“Fransa’da Banliyö Çocukları Gelsin, Şaklabanlık Yapsın Gibi Bir Mantık Var”
İstanbullu bir Fransız olan stand-up komedyeni Fatih Marchal ile Fransa ve Türkiye arasındaki hayatı ve sahnede olmak hakkında konuştuk.
Fransa’da doğdun, baban Fransız, annen Faslı. Baban Müslüman olduktan sonra ailece “daha iyi bir dinî yaşam” için Rize’ye taşındınız. Çocukluğun Türkiye’de geçti. Yani sen anadili Türkçe olan bir Fransızsın. Son senelerde ise seni sahnede daha çok görüyoruz, stand-up komedi yapıyorsun. Kendi hikâyeni sahneye taşıdığında aldığın reaksiyonlar sana nasıl geliyor?
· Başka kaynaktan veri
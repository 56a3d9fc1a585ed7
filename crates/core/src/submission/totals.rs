use rust_decimal::Decimal;

use crate::domain::work_order::{LineItem, Totals};

pub fn subtotal(items: &[LineItem]) -> Decimal {
    items.iter().map(LineItem::extended_price).sum()
}

/// No rounding is applied; rounding is a presentation concern.
pub fn compute_totals(items: &[LineItem], tax_rate: Decimal) -> Totals {
    let subtotal = subtotal(items);
    let tax = subtotal * tax_rate;
    Totals { subtotal, tax, total: subtotal + tax }
}
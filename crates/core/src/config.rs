use std::env;
use std::fs;
use std::path::{Path, PathBuf};
use std::str::FromStr;

use rust_decimal::Decimal;
use serde::{Deserialize, Serialize};
use thiserror::Error;

use crate::wizard::sequencer::WizardConfig;

pub const DEFAULT_TAX_RATE: Decimal = Decimal::from_parts(115, 0, 0, false, 3);

#[derive(Clone, Debug, PartialEq, Serialize)]
pub struct AppConfig {
    pub database: DatabaseConfig,
    pub storage: StorageConfig,
    pub intake: IntakeConfig,
    pub logging: LoggingConfig,
}

#[derive(Clone, Debug, PartialEq, Eq, Serialize)]
pub struct DatabaseConfig {
    pub url: String,
    pub max_connections: u32,
    pub timeout_secs: u64,
}

#[derive(Clone, Debug, PartialEq, Eq, Serialize)]
pub struct StorageConfig {
    pub upload_dir: PathBuf,
}

/// Local fallback for the settings the shop normally keeps in its settings store.
#[derive(Clone, Debug, PartialEq, Eq, Serialize)]
pub struct IntakeConfig {
    pub tax_rate: Decimal,
    pub default_operator: Option<String>,
    pub wizard: WizardConfig,
}

#[derive(Clone, Debug, PartialEq, Eq, Serialize)]
pub struct LoggingConfig {
    pub level: String,
    pub format: LogFormat,
}

#[derive(Clone, Copy, Debug, PartialEq, Eq, Serialize, Deserialize)]
#[serde(rename_all = "snake_case")]
pub enum LogFormat {
    Compact,
    Pretty,
    Json,
}

#[derive(Clone, Debug, Default)]
pub struct ConfigOverrides {
    pub database_url: Option<String>,
    pub log_level: Option<String>,
    pub upload_dir: Option<PathBuf>,
    pub tax_rate: Option<Decimal>,
}

#[derive(Clone, Debug, Default)]
pub struct LoadOptions {
    pub config_path: Option<PathBuf>,
    pub require_file: bool,
    pub overrides: ConfigOverrides,
}

#[derive(Debug, Error)]
pub enum ConfigError {
    #[error("could not read config file `{path}`: {source}")]
    ReadFile { path: PathBuf, source: std::io::Error },
    #[error("could not parse config file `{path}`: {source}")]
    ParseFile { path: PathBuf, source: toml::de::Error },
    #[error("required config file was not found: `{0}`")]
    MissingConfigFile(PathBuf),
    #[error("environment variable interpolation failed for `{var}`")]
    MissingEnvInterpolation { var: String },
    #[error("unterminated environment interpolation expression")]
    UnterminatedInterpolation,
    #[error("invalid environment override for `{key}`: `{value}`")]
    InvalidEnvOverride { key: String, value: String },
    #[error("configuration validation failed: {0}")]
    Validation(String),
}

impl Default for IntakeConfig {
    fn default() -> Self {
        Self { tax_rate: DEFAULT_TAX_RATE, default_operator: None, wizard: WizardConfig::default() }
    }
}

impl Default for AppConfig {
    fn default() -> Self {
        Self {
            database: DatabaseConfig {
                url: "sqlite://repairdesk.db".to_string(),
                max_connections: 5,
                timeout_secs: 30,
            },
            storage: StorageConfig { upload_dir: PathBuf::from("uploads") },
            intake: IntakeConfig::default(),
            logging: LoggingConfig { level: "info".to_string(), format: LogFormat::Compact },
        }
    }
}

impl FromStr for LogFormat {
    type Err = ConfigError;

    fn from_str(value: &str) -> Result<Self, Self::Err> {
        match value.trim().to_ascii_lowercase().as_str() {
            "compact" => Ok(Self::Compact),
            "pretty" => Ok(Self::Pretty),
            "json" => Ok(Self::Json),
            other => Err(ConfigError::Validation(format!(
                "unsupported log format `{other}` (expected compact|pretty|json)"
            ))),
        }
    }
}

impl AppConfig {
    pub fn load(options: LoadOptions) -> Result<Self, ConfigError> {
        let mut config = Self::default();
        let maybe_path = resolve_config_path(options.config_path.as_deref());

        if let Some(path) = maybe_path {
            let patch = read_patch(&path)?;
            config.apply_patch(patch);
        } else if options.require_file {
            let expected = options.config_path.unwrap_or_else(|| PathBuf::from("repairdesk.toml"));
            return Err(ConfigError::MissingConfigFile(expected));
        }

        config.apply_env_overrides()?;
        config.apply_overrides(options.overrides);
        config.validate()?;

        Ok(config)
    }

    fn apply_patch(&mut self, patch: ConfigPatch) {
        if let Some(database) = patch.database {
            if let Some(url) = database.url {
                self.database.url = url;
            }
            if let Some(max_connections) = database.max_connections {
                self.database.max_connections = max_connections;
            }
            if let Some(timeout_secs) = database.timeout_secs {
                self.database.timeout_secs = timeout_secs;
            }
        }

        if let Some(storage) = patch.storage {
            if let Some(upload_dir) = storage.upload_dir {
                self.storage.upload_dir = upload_dir;
            }
        }

        if let Some(intake) = patch.intake {
            if let Some(tax_rate) = intake.tax_rate {
                self.intake.tax_rate = tax_rate;
            }
            if let Some(default_operator) = intake.default_operator {
                self.intake.default_operator = Some(default_operator);
            }
            if let Some(wizard) = intake.wizard {
                self.intake.wizard = wizard;
            }
        }

        if let Some(logging) = patch.logging {
            if let Some(level) = logging.level {
                self.logging.level = level;
            }
            if let Some(format) = logging.format {
                self.logging.format = format;
            }
        }
    }

    fn apply_env_overrides(&mut self) -> Result<(), ConfigError> {
        if let Some(value) = read_env("REPAIRDESK_DATABASE_URL") {
            self.database.url = value;
        }
        if let Some(value) = read_env("REPAIRDESK_DATABASE_MAX_CONNECTIONS") {
            self.database.max_connections = parse_env("REPAIRDESK_DATABASE_MAX_CONNECTIONS", &value)?;
        }
        if let Some(value) = read_env("REPAIRDESK_DATABASE_TIMEOUT_SECS") {
            self.database.timeout_secs = parse_env("REPAIRDESK_DATABASE_TIMEOUT_SECS", &value)?;
        }

        if let Some(value) = read_env("REPAIRDESK_STORAGE_UPLOAD_DIR") {
            self.storage.upload_dir = PathBuf::from(value);
        }

        if let Some(value) = read_env("REPAIRDESK_INTAKE_TAX_RATE") {
            self.intake.tax_rate = parse_env("REPAIRDESK_INTAKE_TAX_RATE", &value)?;
        }
        if let Some(value) = read_env("REPAIRDESK_INTAKE_DEFAULT_OPERATOR") {
            self.intake.default_operator = Some(value);
        }
        if let Some(value) = read_env("REPAIRDESK_INTAKE_USE_CATALOG_WIZARD") {
            self.intake.wizard.use_catalog_wizard =
                parse_env("REPAIRDESK_INTAKE_USE_CATALOG_WIZARD", &value)?;
        }

        let log_level =
            read_env("REPAIRDESK_LOGGING_LEVEL").or_else(|| read_env("REPAIRDESK_LOG_LEVEL"));
        if let Some(value) = log_level {
            self.logging.level = value;
        }
        let log_format =
            read_env("REPAIRDESK_LOGGING_FORMAT").or_else(|| read_env("REPAIRDESK_LOG_FORMAT"));
        if let Some(value) = log_format {
            self.logging.format = value.parse()?;
        }

        Ok(())
    }

    fn apply_overrides(&mut self, overrides: ConfigOverrides) {
        if let Some(database_url) = overrides.database_url {
            self.database.url = database_url;
        }
        if let Some(log_level) = overrides.log_level {
            self.logging.level = log_level;
        }
        if let Some(upload_dir) = overrides.upload_dir {
            self.storage.upload_dir = upload_dir;
        }
        if let Some(tax_rate) = overrides.tax_rate {
            self.intake.tax_rate = tax_rate;
        }
    }

    pub fn validate(&self) -> Result<(), ConfigError> {
        validate_database(&self.database)?;
        validate_storage(&self.storage)?;
        validate_intake(&self.intake)?;
        validate_logging(&self.logging)?;
        Ok(())
    }
}

pub fn resolve_config_path(explicit_path: Option<&Path>) -> Option<PathBuf> {
    if let Some(path) = explicit_path {
        return path.exists().then_some(path.to_path_buf());
    }

    [PathBuf::from("repairdesk.toml"), PathBuf::from("config/repairdesk.toml")]
        .into_iter()
        .find(|path| path.exists())
}

fn read_patch(path: &Path) -> Result<ConfigPatch, ConfigError> {
    let raw = fs::read_to_string(path)
        .map_err(|source| ConfigError::ReadFile { path: path.to_path_buf(), source })?;

    let interpolated = interpolate_env_vars(&raw)?;
    toml::from_str::<ConfigPatch>(&interpolated)
        .map_err(|source| ConfigError::ParseFile { path: path.to_path_buf(), source })
}

fn interpolate_env_vars(input: &str) -> Result<String, ConfigError> {
    let mut output = String::with_capacity(input.len());
    let mut chars = input.chars().peekable();

    while let Some(ch) = chars.next() {
        if ch == '$' && matches!(chars.peek(), Some('{')) {
            chars.next();
            let mut key = String::new();

            loop {
                match chars.next() {
                    Some('}') => break,
                    Some(next) => key.push(next),
                    None => return Err(ConfigError::UnterminatedInterpolation),
                }
            }

            let value = env::var(&key)
                .map_err(|_| ConfigError::MissingEnvInterpolation { var: key.clone() })?;
            output.push_str(&value);
            continue;
        }

        output.push(ch);
    }

    Ok(output)
}

fn validate_database(database: &DatabaseConfig) -> Result<(), ConfigError> {
    let url = database.url.trim();
    let sqlite_url =
        url.starts_with("sqlite://") || url.starts_with("sqlite::") || url == ":memory:";
    if !sqlite_url {
        return Err(ConfigError::Validation(
            "database.url must be a sqlite URL (`sqlite://...`, `sqlite::...`, or `:memory:`)"
                .to_string(),
        ));
    }

    if database.max_connections == 0 {
        return Err(ConfigError::Validation(
            "database.max_connections must be greater than zero".to_string(),
        ));
    }

    if database.timeout_secs == 0 || database.timeout_secs > 300 {
        return Err(ConfigError::Validation(
            "database.timeout_secs must be in range 1..=300".to_string(),
        ));
    }

    Ok(())
}

fn validate_storage(storage: &StorageConfig) -> Result<(), ConfigError> {
    if storage.upload_dir.as_os_str().is_empty() {
        return Err(ConfigError::Validation("storage.upload_dir must not be empty".to_string()));
    }
    Ok(())
}

fn validate_intake(intake: &IntakeConfig) -> Result<(), ConfigError> {
    if intake.tax_rate < Decimal::ZERO || intake.tax_rate >= Decimal::ONE {
        return Err(ConfigError::Validation(format!(
            "intake.tax_rate must be a fraction in range 0..1 (got {})",
            intake.tax_rate
        )));
    }
    Ok(())
}

fn validate_logging(logging: &LoggingConfig) -> Result<(), ConfigError> {
    let level = logging.level.trim().to_ascii_lowercase();
    match level.as_str() {
        "trace" | "debug" | "info" | "warn" | "error" => Ok(()),
        _ => Err(ConfigError::Validation(
            "logging.level must be one of trace|debug|info|warn|error".to_string(),
        )),
    }
}

fn read_env(key: &str) -> Option<String> {
    env::var(key).ok().filter(|value| !value.trim().is_empty())
}

fn parse_env<T: FromStr>(key: &str, value: &str) -> Result<T, ConfigError> {
    value.trim().parse::<T>().map_err(|_| ConfigError::InvalidEnvOverride {
        key: key.to_string(),
        value: value.to_string(),
    })
}

#[derive(Debug, Default, Deserialize)]
struct ConfigPatch {
    database: Option<DatabasePatch>,
    storage: Option<StoragePatch>,
    intake: Option<IntakePatch>,
    logging: Option<LoggingPatch>,
}

#[derive(Debug, Default, Deserialize)]
struct DatabasePatch {
    url: Option<String>,
    max_connections: Option<u32>,
    timeout_secs: Option<u64>,
}

#[derive(Debug, Default, Deserialize)]
struct StoragePatch {
    upload_dir: Option<PathBuf>,
}

#[derive(Debug, Default, Deserialize)]
struct IntakePatch {
    tax_rate: Option<Decimal>,
    default_operator: Option<String>,
    wizard: Option<WizardConfig>,
}

#[derive(Debug, Default, Deserialize)]
struct LoggingPatch {
    level: Option<String>,
    format: Option<LogFormat>,
}
pub mod form;
pub mod gate;
pub mod navigation;
pub mod sequencer;
pub mod settings;
pub mod steps;

pub use form::{
    CatalogDevice, CatalogEntry, CatalogSelection, ClassificationFacts, CustomerFields, DeviceRef,
    FieldUpdate, FormState, MediaFile, RawAmount, SecurityFields, SignatureImage, SuggestedItem,
};
pub use gate::{can_advance, missing_requirements};
pub use navigation::{
    AdvanceOutcome, ConfirmOutcome, NavDirection, NavigationState, Progress, RetreatOutcome,
    WizardSession,
};
pub use sequencer::{compute_effective_steps, WizardConfig};
pub use settings::SessionSettings;
pub use steps::{StepId, CANONICAL_ORDER};
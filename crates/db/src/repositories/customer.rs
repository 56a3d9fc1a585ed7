use async_trait::async_trait;
use sqlx::Row;

use repairdesk_core::domain::customer::{Customer, CustomerId};
use repairdesk_core::ports::{CustomerDirectory, PortError};

use super::{decode_err, parse_timestamp, RepositoryError};
use crate::DbPool;

const CUSTOMER_COLUMNS: &str =
    "id, name, phone, email, additional_phones, total_orders, created_at, updated_at";

pub struct SqlCustomerRepository {
    pool: DbPool,
}

impl SqlCustomerRepository {
    pub fn new(pool: DbPool) -> Self {
        Self { pool }
    }

    pub async fn find_by_id(&self, id: &CustomerId) -> Result<Option<Customer>, RepositoryError> {
        let row = sqlx::query(&format!("SELECT {CUSTOMER_COLUMNS} FROM customer WHERE id = ?"))
            .bind(&id.0)
            .fetch_optional(&self.pool)
            .await?;

        row.as_ref().map(row_to_customer).transpose()
    }

    /// Exact match on the trimmed phone. When several customers share a phone the
    /// oldest record wins.
    pub async fn find_by_phone(&self, phone: &str) -> Result<Option<Customer>, RepositoryError> {
        let phone = phone.trim();
        if phone.is_empty() {
            return Ok(None);
        }
        let row = sqlx::query(&format!(
            "SELECT {CUSTOMER_COLUMNS} FROM customer WHERE phone = ? ORDER BY created_at ASC LIMIT 1"
        ))
        .bind(phone)
        .fetch_optional(&self.pool)
        .await?;

        row.as_ref().map(row_to_customer).transpose()
    }

    pub async fn save(&self, customer: &Customer) -> Result<(), RepositoryError> {
        let additional_phones =
            serde_json::to_string(&customer.additional_phones).map_err(decode_err)?;

        sqlx::query(
            "INSERT INTO customer (id, name, phone, email, additional_phones, total_orders,
                                   created_at, updated_at)
             VALUES (?, ?, ?, ?, ?, ?, ?, ?)
             ON CONFLICT(id) DO UPDATE SET
                 name = excluded.name,
                 phone = excluded.phone,
                 email = excluded.email,
                 additional_phones = excluded.additional_phones,
                 total_orders = excluded.total_orders,
                 updated_at = excluded.updated_at",
        )
        .bind(&customer.id.0)
        .bind(&customer.name)
        .bind(customer.phone.trim())
        .bind(&customer.email)
        .bind(additional_phones)
        .bind(i64::from(customer.total_orders))
        .bind(customer.created_at.to_rfc3339())
        .bind(customer.updated_at.to_rfc3339())
        .execute(&self.pool)
        .await?;

        Ok(())
    }
}

fn row_to_customer(row: &sqlx::sqlite::SqliteRow) -> Result<Customer, RepositoryError> {
    let id: String = row.try_get("id").map_err(decode_err)?;
    let additional_phones: String = row.try_get("additional_phones").map_err(decode_err)?;
    let total_orders: i64 = row.try_get("total_orders").map_err(decode_err)?;
    let created_at: String = row.try_get("created_at").map_err(decode_err)?;
    let updated_at: String = row.try_get("updated_at").map_err(decode_err)?;

    Ok(Customer {
        id: CustomerId(id),
        name: row.try_get("name").map_err(decode_err)?,
        phone: row.try_get("phone").map_err(decode_err)?,
        email: row.try_get("email").map_err(decode_err)?,
        additional_phones: serde_json::from_str(&additional_phones).map_err(decode_err)?,
        total_orders: u32::try_from(total_orders).map_err(decode_err)?,
        created_at: parse_timestamp("created_at", &created_at)?,
        updated_at: parse_timestamp("updated_at", &updated_at)?,
    })
}

#[async_trait]
impl CustomerDirectory for SqlCustomerRepository {
    async fn find_by_id(&self, id: &CustomerId) -> Result<Option<Customer>, PortError> {
        Ok(SqlCustomerRepository::find_by_id(self, id).await?)
    }

    async fn find_by_phone(&self, phone: &str) -> Result<Option<Customer>, PortError> {
        Ok(SqlCustomerRepository::find_by_phone(self, phone).await?)
    }

    async fn save(&self, customer: Customer) -> Result<(), PortError> {
        Ok(SqlCustomerRepository::save(self, &customer).await?)
    }
}

#[cfg(test)]
mod tests {
    use chrono::{Duration, Utc};

    use repairdesk_core::domain::customer::{Customer, CustomerId};

    use super::SqlCustomerRepository;
    use crate::repositories::migrated_pool;

    fn customer(id: &str, phone: &str) -> Customer {
        let now = Utc::now();
        Customer {
            id: CustomerId(id.to_string()),
            name: "Ana Diaz".to_string(),
            phone: phone.to_string(),
            email: "ana@mail.test".to_string(),
            additional_phones: vec!["787-555-0202".to_string()],
            total_orders: 1,
            created_at: now,
            updated_at: now,
        }
    }

    #[tokio::test]
    async fn save_then_find_by_id_and_phone() {
        let repo = SqlCustomerRepository::new(migrated_pool().await);
        let stored = customer("cust-1", "787-555-0101");
        repo.save(&stored).await.expect("save");

        let by_id = repo.find_by_id(&stored.id).await.expect("find").expect("present");
        assert_eq!(by_id.additional_phones, stored.additional_phones);
        assert_eq!(by_id.total_orders, 1);

        let by_phone = repo.find_by_phone(" 787-555-0101 ").await.expect("find").expect("present");
        assert_eq!(by_phone.id, stored.id);
        assert!(repo.find_by_phone("").await.expect("find").is_none());
    }

    #[tokio::test]
    async fn save_updates_existing_record() {
        let repo = SqlCustomerRepository::new(migrated_pool().await);
        let mut stored = customer("cust-2", "787-555-0303");
        repo.save(&stored).await.expect("save");

        stored.email = "new@mail.test".to_string();
        stored.total_orders = 2;
        repo.save(&stored).await.expect("update");

        let found = repo.find_by_id(&stored.id).await.expect("find").expect("present");
        assert_eq!(found.email, "new@mail.test");
        assert_eq!(found.total_orders, 2);
    }

    #[tokio::test]
    async fn shared_phone_resolves_to_oldest_customer() {
        let repo = SqlCustomerRepository::new(migrated_pool().await);
        let mut older = customer("cust-old", "787-555-0404");
        older.created_at = Utc::now() - Duration::days(30);
        repo.save(&customer("cust-new", "787-555-0404")).await.expect("save");
        repo.save(&older).await.expect("save");

        let found = repo.find_by_phone("787-555-0404").await.expect("find").expect("present");
        assert_eq!(found.id.0, "cust-old");
    }
}
use std::process::ExitCode;

fn main() -> ExitCode {
    repairdesk_cli::run()
}
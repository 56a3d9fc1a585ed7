use crate::commands::{build_runtime, load_config, CommandResult};
use repairdesk_db::{connect, migrations};

pub fn run() -> CommandResult {
    let config = match load_config("migrate") {
        Ok(config) => config,
        Err(failure) => return failure,
    };
    let runtime = match build_runtime("migrate") {
        Ok(runtime) => runtime,
        Err(failure) => return failure,
    };

    let result = runtime.block_on(async {
        let pool = connect(&config.database)
            .await
            .map_err(|error| ("db_connectivity", error.to_string(), 4u8))?;
        migrations::run_pending(&pool)
            .await
            .map_err(|error| ("migration", error.to_string(), 5u8))?;
        pool.close().await;
        Ok::<(), (&'static str, String, u8)>(())
    });

    match result {
        Ok(()) => {
            tracing::info!(
                event_name = "system.migrations.applied",
                database_url = %config.database.url,
                "applied pending migrations"
            );
            CommandResult::success("migrate", "applied pending migrations")
        }
        Err((error_class, message, exit_code)) => {
            CommandResult::failure("migrate", error_class, message, exit_code)
        }
    }
}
Aslında stand-up komedide çok büyük bir tecrübem var gibi konuşmak istemiyorum. Çünkü ben bir buçuk yıla yakın bir süredir sahnede hikâyemi anlatıyorum. Anlattıklarıma Türkiye’deki reaksiyon farklı, Fransa’daki reaksiyon ise farklı oluyor… Türkiye’deki biraz daha “yok artık” gibi bir reaksiyon. “Oha bu adam Fransa’dan kalkmış, Suriye’ye gitmeyi düşünmüş, Türkiye’ye gelmiş. Yuh artık ve bu çocuk Türk…” gibi bakıyorlar. Fransa’da biraz daha farklı olarak “Bu bizim gibi ama bizim gibi değil…” diyorlar, çünkü onun hikâyesini ben tersten yaşamışım.
Aslında Fransa’daki izleyici ile daha rahat empati kuruluyor gibi hissediyorum. Türkiye’deki izleyici biraz daha salt şaşırma üzerinden tepki veriyor. Türkiye’deki izleyici şöyle bir yerden bağ kuruyor: Fransa’dan gelmiş ve farklı profildeki bu insan Bağcılar’da oturmuş, Dudullu’da yaşamış. Türk izleyici hikâyenin bu kısmıyla daha çok empati kurabiliyor ve o kendinden farklı olduğunu düşündüğü kişinin bu durumlarda yaşadığı şeylere reaksiyon gösteriyor. O yüzden mesela benim hikâyemin Fransa’daki Fransızlar tarafından ilgi görmeyeceğine inanıyorum, en azından şu anki anlattığım versiyonuyla.
Fransızca stand-up yapmayı denedin mi hiç peki?
Hayır denemedim. Nedense istemiyorum da şu an. Şu an Fransızlara anlatmak istemiyorum hikâyemi. Önce bir Türklere anlatayım gibi bir yerdeyim. Fransa’da yabancı kökenli kişilerin öne çıkması sanki medyadaki “Biz platformumuzda komiklik yapan banliyö çocuklarını da gösteriyoruz” gibi bir yere oturuyor. Eskiden buralardan gelen insanları televizyona çıkarmıyorlardı. Bir haber sunucusunu, daha prezantabl olması gereken kişileri hiçbir zaman banliyölerden seçmediler. Ama “haydi bari komiklik yapmak için çıksın” der gibi, hani şaklaban gibi gördükleri için aslında o alanı açtılar onlara medyada. Çok sevildi ve karşılık da buldu ve bu alan daha da genişledi.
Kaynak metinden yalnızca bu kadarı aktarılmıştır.